Bear is my favourite meat for the Vindaloo pot but you can use any venison member or beef if you don’t have a stash of bear or other game meat in your freezer. And speaking of a pot, nothing beats a heavy cast-iron Dutch oven for making Vindaloo as it holds and distributes heat evenly producing a rich, thick sauce.

Some modern day North American cooks find it more convenient to use commercially prepared Vindaloo sauce that comes ready made in a jar, which is handy but once you’ve tasted authentic Vindaloo made from fresh ground spices, the bottled stuff just won’t do!

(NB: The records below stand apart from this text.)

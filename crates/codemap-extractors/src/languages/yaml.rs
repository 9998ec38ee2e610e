//! YAML keys as a hierarchy, driven by indentation
//!
//! Kinds: `section` (mapping), `list` (followed by `- ` items), `item`
//! (`- key:` list entry), `collection` (inline `[..]`/`{..}`), `multiline`
//! (`|`/`>` block scalar) and `key` for plain scalars. Scalar values become
//! the symbol's doc excerpt.

use crate::base::{ExtractError, LineRange, Symbol, SymbolKind};
use crate::engine::SymbolExtractor;
use crate::languages::markdown::close_top;
use regex::Regex;
use std::sync::LazyLock;

static KEY_RE: LazyLock<Regex> =
    LazyLock::new(|| Regex::new(r#"^(\s*)([\w\-]+|"[^"]+"|'[^']+')\s*:"#).unwrap());
static LIST_ITEM_RE: LazyLock<Regex> =
    LazyLock::new(|| Regex::new(r"^(\s*)-\s+(\w[\w\-]*)\s*:").unwrap());

const MAX_VALUE_PREVIEW: usize = 100;

struct Key {
    indent: usize,
    name: String,
    line: usize,
    list_item: bool,
    /// Byte offset just past the key's separating colon
    value_start: usize,
}

#[derive(Default)]
pub struct YamlExtractor;

impl YamlExtractor {
    pub fn new() -> Self {
        Self
    }

    fn keys(lines: &[&str]) -> Vec<Key> {
        let mut keys = Vec::new();
        for (idx, line) in lines.iter().enumerate() {
            let stripped = line.trim_start();
            if stripped.is_empty() || stripped.starts_with('#') {
                continue;
            }

            if let Some(caps) = LIST_ITEM_RE.captures(line) {
                keys.push(Key {
                    // sits between its dash and the keys nested under it
                    indent: caps[1].len() + 1,
                    name: caps[2].to_string(),
                    line: idx + 1,
                    list_item: true,
                    value_start: caps.get(0).map_or(line.len(), |m| m.end()),
                });
            } else if let Some(caps) = KEY_RE.captures(line) {
                keys.push(Key {
                    indent: caps[1].len(),
                    name: caps[2].trim_matches(|c| c == '"' || c == '\'').to_string(),
                    line: idx + 1,
                    list_item: false,
                    value_start: caps.get(0).map_or(line.len(), |m| m.end()),
                });
            }
        }
        keys
    }

    fn kind(lines: &[&str], key: &Key) -> SymbolKind {
        if key.list_item {
            return SymbolKind::Item;
        }
        let value = Self::value(lines, key);
        if value.is_empty() {
            let next_is_item = lines
                .get(key.line)
                .is_some_and(|next| next.trim_start().starts_with('-'));
            return if next_is_item {
                SymbolKind::List
            } else {
                SymbolKind::Section
            };
        }
        if value.starts_with('[') || value.starts_with('{') {
            SymbolKind::Collection
        } else if value.starts_with('|') || value.starts_with('>') {
            SymbolKind::Multiline
        } else {
            SymbolKind::Key
        }
    }

    /// Text after the key's own colon; colons inside a quoted key are skipped
    fn value<'l>(lines: &[&'l str], key: &Key) -> &'l str {
        let line = lines[key.line - 1];
        line.get(key.value_start..).unwrap_or_default().trim()
    }

    fn value_preview(value: &str) -> Option<String> {
        if value.is_empty() || matches!(value, "|" | ">" | "|-" | ">-") {
            return None;
        }
        match value.char_indices().nth(MAX_VALUE_PREVIEW) {
            Some((idx, _)) => Some(format!("{}...", &value[..idx])),
            None => Some(value.to_string()),
        }
    }
}

impl SymbolExtractor for YamlExtractor {
    fn language(&self) -> &'static str {
        "yaml"
    }

    fn extensions(&self) -> &'static [&'static str] {
        &[".yaml", ".yml"]
    }

    fn extract(&self, source: &str, _file_path: &str) -> Result<Vec<Symbol>, ExtractError> {
        let lines: Vec<&str> = source.lines().collect();
        let keys = Self::keys(&lines);

        let mut roots = Vec::new();
        let mut stack: Vec<(usize, Symbol)> = Vec::new();

        for (i, key) in keys.iter().enumerate() {
            let end = keys[i + 1..]
                .iter()
                .find(|next| next.indent <= key.indent)
                .map(|next| next.line - 1)
                .unwrap_or(lines.len());

            let symbol = Symbol::new(
                key.name.clone(),
                Self::kind(&lines, key),
                LineRange::new(key.line, end),
            )
            .with_docstring(Self::value_preview(Self::value(&lines, key)));

            while stack.last().is_some_and(|(indent, _)| *indent >= key.indent) {
                close_top(&mut stack, &mut roots);
            }
            stack.push((key.indent, symbol));
        }

        while !stack.is_empty() {
            close_top(&mut stack, &mut roots);
        }
        Ok(roots)
    }
}
//! Per-path debouncing
//!
//! Every scheduled path owns one sleeping timer task. A new event for the
//! same path aborts that task and starts a fresh one, so a burst collapses
//! into a single callback `window` after its last event. Timers live in one
//! mutex-guarded map. Settled changes go through a channel to a single
//! blocking worker, which keeps callback invocations serialized.

use super::events::FileChange;
use std::collections::HashMap;
use std::path::PathBuf;
use std::sync::Arc;
use std::sync::atomic::{AtomicBool, Ordering};
use std::time::Duration;
use tokio::runtime::Handle;
use tokio::sync::{Mutex as TokioMutex, mpsc};
use tokio::task::JoinHandle;
use tracing::{debug, warn};

struct Timer {
    generation: u64,
    handle: JoinHandle<()>,
}

struct State {
    timers: HashMap<PathBuf, Timer>,
    next_generation: u64,
    /// `None` once stopped
    fired: Option<mpsc::UnboundedSender<FileChange>>,
}

struct Shared {
    state: TokioMutex<State>,
    stopped: AtomicBool,
    window: Duration,
    runtime: Handle,
}

impl Shared {
    /// Hands `change` to the worker unless a newer event replaced its timer
    async fn fire(&self, change: FileChange, generation: u64) {
        let mut state = self.state.lock().await;
        let current = state
            .timers
            .get(&change.path)
            .is_some_and(|timer| timer.generation == generation);
        if !current {
            return;
        }
        state.timers.remove(&change.path);
        if let Some(fired) = &state.fired {
            let _ = fired.send(change);
        }
    }
}

/// Cheap handle for feeding changes into a [`Debouncer`]
#[derive(Clone)]
pub struct DebounceScheduler {
    shared: Arc<Shared>,
}

impl DebounceScheduler {
    pub async fn schedule(&self, change: FileChange) {
        let mut state = self.shared.state.lock().await;
        if state.fired.is_none() {
            return;
        }
        state.next_generation += 1;
        let generation = state.next_generation;

        let path = change.path.clone();
        let shared = Arc::clone(&self.shared);
        let handle = self.shared.runtime.spawn(async move {
            tokio::time::sleep(shared.window).await;
            shared.fire(change, generation).await;
        });

        if let Some(previous) = state.timers.insert(path, Timer { generation, handle }) {
            previous.handle.abort();
        }
    }

    pub async fn pending_count(&self) -> usize {
        self.shared.state.lock().await.timers.len()
    }
}

pub struct Debouncer {
    shared: Arc<Shared>,
    worker: Option<JoinHandle<()>>,
}

impl Debouncer {
    /// Debouncer whose timers run on `runtime`
    ///
    /// `callback` runs on a blocking worker thread, one change at a time.
    pub fn new<F>(runtime: Handle, window: Duration, mut callback: F) -> Self
    where
        F: FnMut(FileChange) + Send + 'static,
    {
        let (tx, mut rx) = mpsc::unbounded_channel::<FileChange>();
        let shared = Arc::new(Shared {
            state: TokioMutex::new(State {
                timers: HashMap::new(),
                next_generation: 0,
                fired: Some(tx),
            }),
            stopped: AtomicBool::new(false),
            window,
            runtime: runtime.clone(),
        });

        let worker_shared = Arc::clone(&shared);
        let worker = runtime.spawn_blocking(move || {
            while let Some(change) = rx.blocking_recv() {
                if worker_shared.stopped.load(Ordering::Acquire) {
                    break;
                }
                callback(change);
            }
            debug!("Debounce worker finished");
        });

        Self {
            shared,
            worker: Some(worker),
        }
    }

    pub fn scheduler(&self) -> DebounceScheduler {
        DebounceScheduler {
            shared: Arc::clone(&self.shared),
        }
    }

    pub async fn schedule(&self, change: FileChange) {
        self.scheduler().schedule(change).await;
    }

    pub async fn pending_count(&self) -> usize {
        self.scheduler().pending_count().await
    }

    /// Aborts pending timers and waits for the worker; false if it outlived `limit`
    ///
    /// A callback already running is allowed to complete.
    pub async fn stop(&mut self, limit: Duration) -> bool {
        self.shared.stopped.store(true, Ordering::Release);
        {
            let mut state = self.shared.state.lock().await;
            let dropped = state.timers.len();
            for (_, timer) in state.timers.drain() {
                timer.handle.abort();
            }
            // Closing the channel ends the worker loop
            state.fired = None;
            if dropped > 0 {
                debug!("Cancelled {} pending changes", dropped);
            }
        }

        let Some(worker) = self.worker.take() else {
            return true;
        };
        match tokio::time::timeout(limit, worker).await {
            Ok(Ok(())) => true,
            Ok(Err(e)) => {
                warn!("Debounce worker failed: {}", e);
                true
            }
            Err(_) => {
                warn!("Debounce worker did not stop within {:?}, detaching", limit);
                false
            }
        }
    }
}

impl Drop for Debouncer {
    fn drop(&mut self) {
        if self.worker.is_none() {
            return;
        }
        self.shared.stopped.store(true, Ordering::Release);
        // Best effort without an executor; the worker is detached either way
        if let Ok(mut state) = self.shared.state.try_lock() {
            for (_, timer) in state.timers.drain() {
                timer.handle.abort();
            }
            state.fired = None;
        }
    }
}

#[cfg(test)]
mod tests {
    use super::*;
    use crate::watcher::ChangeKind;
    use std::sync::Mutex;
    use tokio::time::sleep;

    fn collecting(window: Duration) -> (Debouncer, Arc<Mutex<Vec<FileChange>>>) {
        let seen = Arc::new(Mutex::new(Vec::new()));
        let sink = Arc::clone(&seen);
        let debouncer = Debouncer::new(Handle::current(), window, move |change| {
            sink.lock().unwrap().push(change);
        });
        (debouncer, seen)
    }

    #[tokio::test(flavor = "multi_thread")]
    async fn test_burst_for_one_path_fires_once() {
        let (mut debouncer, seen) = collecting(Duration::from_millis(100));
        for _ in 0..5 {
            debouncer
                .schedule(FileChange::new("/p/a.py", ChangeKind::Modified))
                .await;
            sleep(Duration::from_millis(10)).await;
        }
        assert_eq!(debouncer.pending_count().await, 1);

        sleep(Duration::from_millis(400)).await;
        assert_eq!(
            *seen.lock().unwrap(),
            vec![FileChange::new("/p/a.py", ChangeKind::Modified)]
        );
        assert_eq!(debouncer.pending_count().await, 0);
        assert!(debouncer.stop(Duration::from_secs(5)).await);
    }

    #[tokio::test(flavor = "multi_thread")]
    async fn test_new_event_restarts_the_window() {
        let (mut debouncer, seen) = collecting(Duration::from_millis(150));
        debouncer
            .schedule(FileChange::new("/p/a.py", ChangeKind::Modified))
            .await;
        sleep(Duration::from_millis(100)).await;
        debouncer
            .schedule(FileChange::new("/p/a.py", ChangeKind::Modified))
            .await;

        // Past the first deadline, short of the second
        sleep(Duration::from_millis(100)).await;
        assert!(seen.lock().unwrap().is_empty());

        sleep(Duration::from_millis(300)).await;
        assert_eq!(seen.lock().unwrap().len(), 1);
        debouncer.stop(Duration::from_secs(5)).await;
    }

    #[tokio::test(flavor = "multi_thread")]
    async fn test_latest_kind_wins() {
        let (mut debouncer, seen) = collecting(Duration::from_millis(80));
        debouncer
            .schedule(FileChange::new("/p/a.py", ChangeKind::Modified))
            .await;
        debouncer
            .schedule(FileChange::new("/p/a.py", ChangeKind::Deleted))
            .await;

        sleep(Duration::from_millis(350)).await;
        {
            let seen = seen.lock().unwrap();
            assert_eq!(seen.len(), 1);
            assert_eq!(seen[0].kind, ChangeKind::Deleted);
        }
        debouncer.stop(Duration::from_secs(5)).await;
    }

    #[tokio::test(flavor = "multi_thread")]
    async fn test_distinct_paths_fire_separately() {
        let (mut debouncer, seen) = collecting(Duration::from_millis(50));
        debouncer
            .schedule(FileChange::new("/p/a.py", ChangeKind::Modified))
            .await;
        debouncer
            .schedule(FileChange::new("/p/b.py", ChangeKind::Created))
            .await;
        assert_eq!(debouncer.pending_count().await, 2);

        sleep(Duration::from_millis(300)).await;
        let mut paths: Vec<_> = seen.lock().unwrap().iter().map(|c| c.path.clone()).collect();
        paths.sort();
        assert_eq!(paths, vec![PathBuf::from("/p/a.py"), PathBuf::from("/p/b.py")]);
        debouncer.stop(Duration::from_secs(5)).await;
    }

    #[tokio::test(flavor = "multi_thread")]
    async fn test_stop_cancels_pending() {
        let (mut debouncer, seen) = collecting(Duration::from_millis(200));
        debouncer
            .schedule(FileChange::new("/p/a.py", ChangeKind::Modified))
            .await;
        assert!(debouncer.stop(Duration::from_secs(5)).await);
        assert_eq!(debouncer.pending_count().await, 0);

        // Ignored once stopped
        debouncer
            .schedule(FileChange::new("/p/b.py", ChangeKind::Modified))
            .await;
        assert_eq!(debouncer.pending_count().await, 0);

        sleep(Duration::from_millis(400)).await;
        assert!(seen.lock().unwrap().is_empty());
    }
}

The traditional Indian spices mentioned below can be found at larger supermarkets in the spice aisle as well as in the bulk food section. Buying spices in bulk is more economical and if stored in tightly capped containers on the pantry shelf, they’ll save indefinitely. Serve Bear Vindaloo with steamed basmati rice and easy-to-make Chappatis, recipe below. Red wine compliments the dish but beer is better if you need to douse the flame.

Bear Vindaloo

  • 2 pounds bear meat (stew-cut or a shoulder roast cut into one-inch cubes)
  • 3 tablespoons oil
  • 1 tablespoon cumin seeds
  • 3 dried chili peppers for medium-hot (more or less to suit taste)
  • 1 teaspoon black peppercorns
  • Seeds from 4 green cardamom pods, shucks discarded
  • 1 teaspoon fenugreek seeds
  • 1 teaspoons mustard seeds
  • ½ teaspoon brown sugar
  • 3 tablespoons white wine vinegar
  • 2 minced onions
  • 1 minced green pepper
  • Small knob of peeled ginger root
  • 4 cloves peeled garlic
  • 2 teaspoons ground coriander
  • ½ teaspoon ground turmeric

Using a pestle and mortar finely grind cumin seeds, chili peppers, peppercorns, cardamom seeds, fenugreek and mustard seeds. Add sugar and vinegar and blend well. Heat one tablespoon of oil in Dutch oven and fry onion and green pepper until soft. Transfer onion mixture to blender; add the spice mixture and process until smooth. Put remaining oil into the pan and sauté meat for 15 minutes. Push to the side of pot and add ginger, garlic, coriander and turmeric and sauté for three minutes. Stir in the onion and spice mixture and cook for 10 minutes over low heat. Add two cups water, cover and simmer until meat is tender and gravy is reduced to a thick sauce covering the meat. If you prefer thinner gravy, add more water throughout cooking. Serves four to six.

Easy Chappatis

Measure two cups of flour into a bowl. Add pinch of salt. Blend in enough warm water to make smooth, pliable dough. Divide into six pieces. Roll into thin circles and fry in a six to eight-inch cast-iron skillet until speckled on both sides. Do not grease the pan. Makes six.